Iran has severed all cultural ties with the British Museum in protest at the delay of the loan of an ancient Persian treasure, it has emerged.
British Museum officials were due to lend the 2,500-year-old artefact to Iran's national museum last month, but announced they were holding on to it to do some more research.
The clay cylinder - which was acquired by the museum after being discovered in 1879 - is regarded as the world's first declaration of rights.
Hamid Baghaei, head of Iran's Cultural Heritage and Tourism Organisation, said the decision to keep the cylinder was unacceptable and politically motivated.
Mr Baghaei has reportedly said his organisation will send a letter of complaint to the United Nations' cultural body, Unesco.
He has also threatened to write to all world museums to warn them against working with the British Museum.
The British Museum said in September that it would be delaying the hand-over of the 2,500-year-old clay cylinder due to unspecified "practicalities".
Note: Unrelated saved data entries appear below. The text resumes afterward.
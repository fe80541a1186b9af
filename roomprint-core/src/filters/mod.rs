//! Signal Filters
//!
//! Recursive estimators that turn noisy, irregularly timed RSSI samples into
//! stable estimates with calibrated uncertainty.
//!
//! ## Scalar Filters
//!
//! | Filter | Model | Strength |
//! |--------|-------|----------|
//! | [`Kalman1D`] | Random walk, time-scaled process noise | Calibrated variance, adaptive noise |
//! | [`AdaptiveEma`] | Exponential smoothing + CUSUM | Detects abrupt moves |
//!
//! Both implement [`ScalarFilter`]. A host that picks the filter at runtime
//! builds a [`SignalFilter`] from a tagged [`FilterConfig`]:
//!
//! ```rust
//! use roomprint_core::filters::{FilterConfig, FilterKind, ScalarFilter, SignalFilter};
//!
//! let kind: FilterKind = "adaptive_ema".parse().unwrap();
//! let mut filter = SignalFilter::from_config(&FilterConfig::default_for(kind)).unwrap();
//! filter.update(-70.0, Some(0.0));
//! assert_eq!(filter.kind(), FilterKind::AdaptiveEma);
//! assert_eq!(filter.estimate(), -70.0);
//! ```
//!
//! ## Vector Filter
//!
//! [`MultiScannerFilter`] tracks all scanners of one device jointly with an
//! Unscented Kalman Filter and matches the result against learned fingerprints.

use core::fmt;
use core::str::FromStr;

use serde::{Deserialize, Serialize};

use crate::errors::{ConfigError, ConfigResult};
use crate::time::Timestamp;

pub mod ema;
pub mod kalman;
pub mod ukf;

pub use ema::{AdaptiveEma, EmaConfig, EmaUpdate};
pub use kalman::{AdaptiveNoiseConfig, FilterState, Kalman1D, KalmanConfig, KalmanRecord};
pub use ukf::{FingerprintMatch, MultiScannerFilter, UkfConfig};

/// Single-value recursive estimator
pub trait ScalarFilter {
    /// Variant tag
    fn kind(&self) -> FilterKind;

    /// Incorporate a measurement and return the new estimate
    fn update(&mut self, measurement: f64, timestamp: Option<Timestamp>) -> f64;

    /// Current estimate
    fn estimate(&self) -> f64;

    /// Current variance
    fn variance(&self) -> f64;

    /// Samples absorbed
    fn sample_count(&self) -> u64;

    /// Whether the estimate is meaningful
    fn is_initialized(&self) -> bool;

    /// Return to the uninitialised state
    fn reset(&mut self);

    /// |observed - estimate| / σ, 0 when uninitialised or variance ≤ 0
    fn z_score(&self, observed: f64) -> f64 {
        if !self.is_initialized() {
            return 0.0;
        }
        crate::scoring::z_score(observed, self.estimate(), self.variance())
    }
}

/// Filter variant tag
#[derive(Debug, Clone, Copy, PartialEq, Eq, Hash, Serialize, Deserialize)]
#[serde(rename_all = "snake_case")]
pub enum FilterKind {
    /// [`Kalman1D`]
    Kalman,
    /// [`AdaptiveEma`]
    AdaptiveEma,
}

impl FilterKind {
    /// Tag as used in configuration
    pub fn as_str(&self) -> &'static str {
        match self {
            FilterKind::Kalman => "kalman",
            FilterKind::AdaptiveEma => "adaptive_ema",
        }
    }
}

impl fmt::Display for FilterKind {
    fn fmt(&self, f: &mut fmt::Formatter<'_>) -> fmt::Result {
        f.write_str(self.as_str())
    }
}

impl FromStr for FilterKind {
    type Err = ConfigError;

    fn from_str(s: &str) -> Result<Self, Self::Err> {
        match s {
            "kalman" => Ok(FilterKind::Kalman),
            "adaptive_ema" => Ok(FilterKind::AdaptiveEma),
            _ => Err(ConfigError::UnknownFilterKind),
        }
    }
}

/// Tagged filter configuration
///
/// Serialises as `{"kind": "kalman", "process_noise": ..., ...}`.
#[derive(Debug, Clone, Copy, PartialEq, Serialize, Deserialize)]
#[serde(tag = "kind", rename_all = "snake_case")]
pub enum FilterConfig {
    /// Kalman 1D parameters
    Kalman(KalmanConfig),
    /// Adaptive EMA parameters
    AdaptiveEma(EmaConfig),
}

impl Default for FilterConfig {
    fn default() -> Self {
        FilterConfig::Kalman(KalmanConfig::default())
    }
}

impl FilterConfig {
    /// Documented defaults for a variant
    pub fn default_for(kind: FilterKind) -> Self {
        match kind {
            FilterKind::Kalman => FilterConfig::Kalman(KalmanConfig::default()),
            FilterKind::AdaptiveEma => FilterConfig::AdaptiveEma(EmaConfig::default()),
        }
    }

    /// Variant tag
    pub fn kind(&self) -> FilterKind {
        match self {
            FilterConfig::Kalman(_) => FilterKind::Kalman,
            FilterConfig::AdaptiveEma(_) => FilterKind::AdaptiveEma,
        }
    }

    /// Check parameter domains
    pub fn validate(&self) -> ConfigResult<()> {
        match self {
            FilterConfig::Kalman(config) => config.validate(),
            FilterConfig::AdaptiveEma(config) => config.validate(),
        }
    }
}

/// Runtime-selected scalar filter
#[derive(Debug, Clone)]
pub enum SignalFilter {
    /// Kalman 1D
    Kalman(Kalman1D),
    /// Adaptive EMA
    AdaptiveEma(AdaptiveEma),
}

impl SignalFilter {
    /// Validate `config` and build the matching filter
    pub fn from_config(config: &FilterConfig) -> ConfigResult<Self> {
        config.validate()?;
        Ok(match config {
            FilterConfig::Kalman(c) => SignalFilter::Kalman(Kalman1D::new(*c)),
            FilterConfig::AdaptiveEma(c) => SignalFilter::AdaptiveEma(AdaptiveEma::new(*c)),
        })
    }

    /// Full state snapshot
    pub fn state(&self) -> &FilterState {
        match self {
            SignalFilter::Kalman(f) => f.state(),
            SignalFilter::AdaptiveEma(f) => f.state(),
        }
    }
}

impl ScalarFilter for Kalman1D {
    fn kind(&self) -> FilterKind {
        FilterKind::Kalman
    }

    fn update(&mut self, measurement: f64, timestamp: Option<Timestamp>) -> f64 {
        Kalman1D::update(self, measurement, timestamp)
    }

    fn estimate(&self) -> f64 {
        Kalman1D::estimate(self)
    }

    fn variance(&self) -> f64 {
        Kalman1D::variance(self)
    }

    fn sample_count(&self) -> u64 {
        Kalman1D::sample_count(self)
    }

    fn is_initialized(&self) -> bool {
        Kalman1D::is_initialized(self)
    }

    fn reset(&mut self) {
        Kalman1D::reset(self)
    }
}

impl ScalarFilter for AdaptiveEma {
    fn kind(&self) -> FilterKind {
        FilterKind::AdaptiveEma
    }

    fn update(&mut self, measurement: f64, timestamp: Option<Timestamp>) -> f64 {
        AdaptiveEma::update(self, measurement, timestamp)
    }

    fn estimate(&self) -> f64 {
        AdaptiveEma::estimate(self)
    }

    fn variance(&self) -> f64 {
        AdaptiveEma::variance(self)
    }

    fn sample_count(&self) -> u64 {
        AdaptiveEma::sample_count(self)
    }

    fn is_initialized(&self) -> bool {
        AdaptiveEma::is_initialized(self)
    }

    fn reset(&mut self) {
        AdaptiveEma::reset(self)
    }
}

macro_rules! dispatch {
    ($self:ident, $f:ident => $body:expr) => {
        match $self {
            SignalFilter::Kalman($f) => $body,
            SignalFilter::AdaptiveEma($f) => $body,
        }
    };
}

impl ScalarFilter for SignalFilter {
    fn kind(&self) -> FilterKind {
        dispatch!(self, f => ScalarFilter::kind(f))
    }

    fn update(&mut self, measurement: f64, timestamp: Option<Timestamp>) -> f64 {
        dispatch!(self, f => ScalarFilter::update(f, measurement, timestamp))
    }

    fn estimate(&self) -> f64 {
        dispatch!(self, f => ScalarFilter::estimate(f))
    }

    fn variance(&self) -> f64 {
        dispatch!(self, f => ScalarFilter::variance(f))
    }

    fn sample_count(&self) -> u64 {
        dispatch!(self, f => ScalarFilter::sample_count(f))
    }

    fn is_initialized(&self) -> bool {
        dispatch!(self, f => ScalarFilter::is_initialized(f))
    }

    fn reset(&mut self) {
        dispatch!(self, f => ScalarFilter::reset(f))
    }
}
But last month curators revealed they had discovered two pieces of cuneiform tablet that shed more light on the Cyrus Cylinder, and the new texts needed to be properly studied.
They proposed an international workshop at the British Museum in June, to study and assess the new pieces.
The Cyrus Cylinder was written in Babylonian cuneiform on the orders of the Persian king Cyrus the Great after his conquest of Babylon in 539 BC.